'During the first attack, in the spring of 2013, Eman Shelh didn’t understand what was happening. It was the middle of the night and someone was shouting from the minarets to close your doors, close the windows, and cover your mouths.
Then came the screaming and the ambulance sirens and the bodies of men, women and children with no injuries or blood — but with blue lips and swollen hands, some foaming from the mouth. There were so many bodies that they had to be buried together in tunnels, she said.

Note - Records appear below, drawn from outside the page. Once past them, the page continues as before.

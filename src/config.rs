use crate::consts::{
    DEFAULT_AUDIO_URL, DEFAULT_CONNECTION_ID, DEFAULT_PORT, DEFAULT_TELNYX_API_BASE,
    DEFAULT_WEBHOOK_TOLERANCE_SECS,
};

use std::env;

#[derive(Debug, thiserror::Error, PartialEq, Eq)]
pub enum ConfigError {
    #[error("{0} not set!")]
    Missing(&'static str),
    #[error("{name} has an invalid value: {value:?}")]
    Invalid { name: &'static str, value: String },
}

#[derive(Clone, Debug)]
pub struct Config {
    pub telnyx_api_key: String,
    /// Number every outbound SMS and call originates from
    pub telnyx_phone_number: String,
    pub telnyx_connection_id: String,
    pub telnyx_audio_url: String,
    pub telnyx_api_base: String,
    /// Base64 Ed25519 key used to check webhook signatures
    pub telnyx_public_key: Option<String>,
    pub webhook_tolerance_secs: u64,
    pub port: u16,
    /// Public domain the provider reaches us on; only used for display
    pub app_domain: Option<String>,
}

impl Config {
    pub fn from_env() -> Result<Self, ConfigError> {
        Self::from_lookup(|name| env::var(name).ok())
    }

    /// Builds the config from an arbitrary variable source. Empty values count as unset.
    pub fn from_lookup(lookup: impl Fn(&str) -> Option<String>) -> Result<Self, ConfigError> {
        let get = |name: &str| lookup(name).filter(|v| !v.trim().is_empty());
        let required = |name: &'static str| get(name).ok_or(ConfigError::Missing(name));

        let port = match get("PORT") {
            Some(v) => v.trim().parse().map_err(|_| ConfigError::Invalid {
                name: "PORT",
                value: v,
            })?,
            None => DEFAULT_PORT,
        };
        let webhook_tolerance_secs = match get("WEBHOOK_TOLERANCE_SECS") {
            Some(v) => v.trim().parse().map_err(|_| ConfigError::Invalid {
                name: "WEBHOOK_TOLERANCE_SECS",
                value: v,
            })?,
            None => DEFAULT_WEBHOOK_TOLERANCE_SECS,
        };

        Ok(Self {
            telnyx_api_key: required("TELNYX_API_KEY")?,
            telnyx_phone_number: required("TELNYX_PHONE_NUMBER")?,
            telnyx_connection_id: get("TELNYX_CONNECTION_ID")
                .unwrap_or_else(|| DEFAULT_CONNECTION_ID.to_string()),
            telnyx_audio_url: get("TELNYX_AUDIO_URL")
                .unwrap_or_else(|| DEFAULT_AUDIO_URL.to_string()),
            telnyx_api_base: get("TELNYX_API_BASE")
                .map(|b| b.trim_end_matches('/').to_string())
                .unwrap_or_else(|| DEFAULT_TELNYX_API_BASE.to_string()),
            telnyx_public_key: get("TELNYX_PUBLIC_KEY"),
            webhook_tolerance_secs,
            port,
            app_domain: get("VITE_APP_DOMAIN"),
        })
    }

    pub fn webhook_url(&self) -> String {
        match &self.app_domain {
            Some(domain) => format!("{}/webhook", domain.trim_end_matches('/')),
            None => format!("http://localhost:{}/webhook", self.port),
        }
    }
}

#[cfg(test)]
impl Config {
    pub fn for_tests(api_base: &str) -> Self {
        Self {
            telnyx_api_key: "KEY_TEST".to_string(),
            telnyx_phone_number: "+15550001111".to_string(),
            telnyx_connection_id: DEFAULT_CONNECTION_ID.to_string(),
            telnyx_audio_url: DEFAULT_AUDIO_URL.to_string(),
            telnyx_api_base: api_base.to_string(),
            telnyx_public_key: None,
            webhook_tolerance_secs: DEFAULT_WEBHOOK_TOLERANCE_SECS,
            port: 0,
            app_domain: None,
        }
    }
}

“It was like a dream, at that moment I was in disbelief,” said Shelh, 37. “You see the dust and the people suffocating. Even now sometimes I think — was it a dream or was it real? There were people dying in front of me.”
That first attack on Harasta would be followed by three more on the suburbs of Damascus, commonly known as Ghouta, each one more intense and widespread than the last. The fourth, on August 21, 2013, using the nerve agent sarin, would kill more than 1,000 people.
According to UN inspectors, it was the deadliest use of chemical weapons since 1988, when Saddam Hussein turned them on civilians in Halabja in 1988.
Though Wikipedia still lists the perpetrators of the Ghouta attack as “disputed,” it would force Syrian president Bashar al Assad to give up his chemical stockpiles — or at least pretend to do so.
But for Shelh and her family, the attacks also precipitated their hasty exodus from Syria to Jordan and finally to Montreal, where they landed three weeks ago — to safety and comfort, if not peace of mind.
At home on a quiet street in N.D.G., Abeer, Shelh’s eldest daughter, now 15, serves mint tea, complaining in jest of having to do all the housework while her mother nurses a sprained ankle.
“At least we can still laugh,” says her mother, speaking through an interpreter.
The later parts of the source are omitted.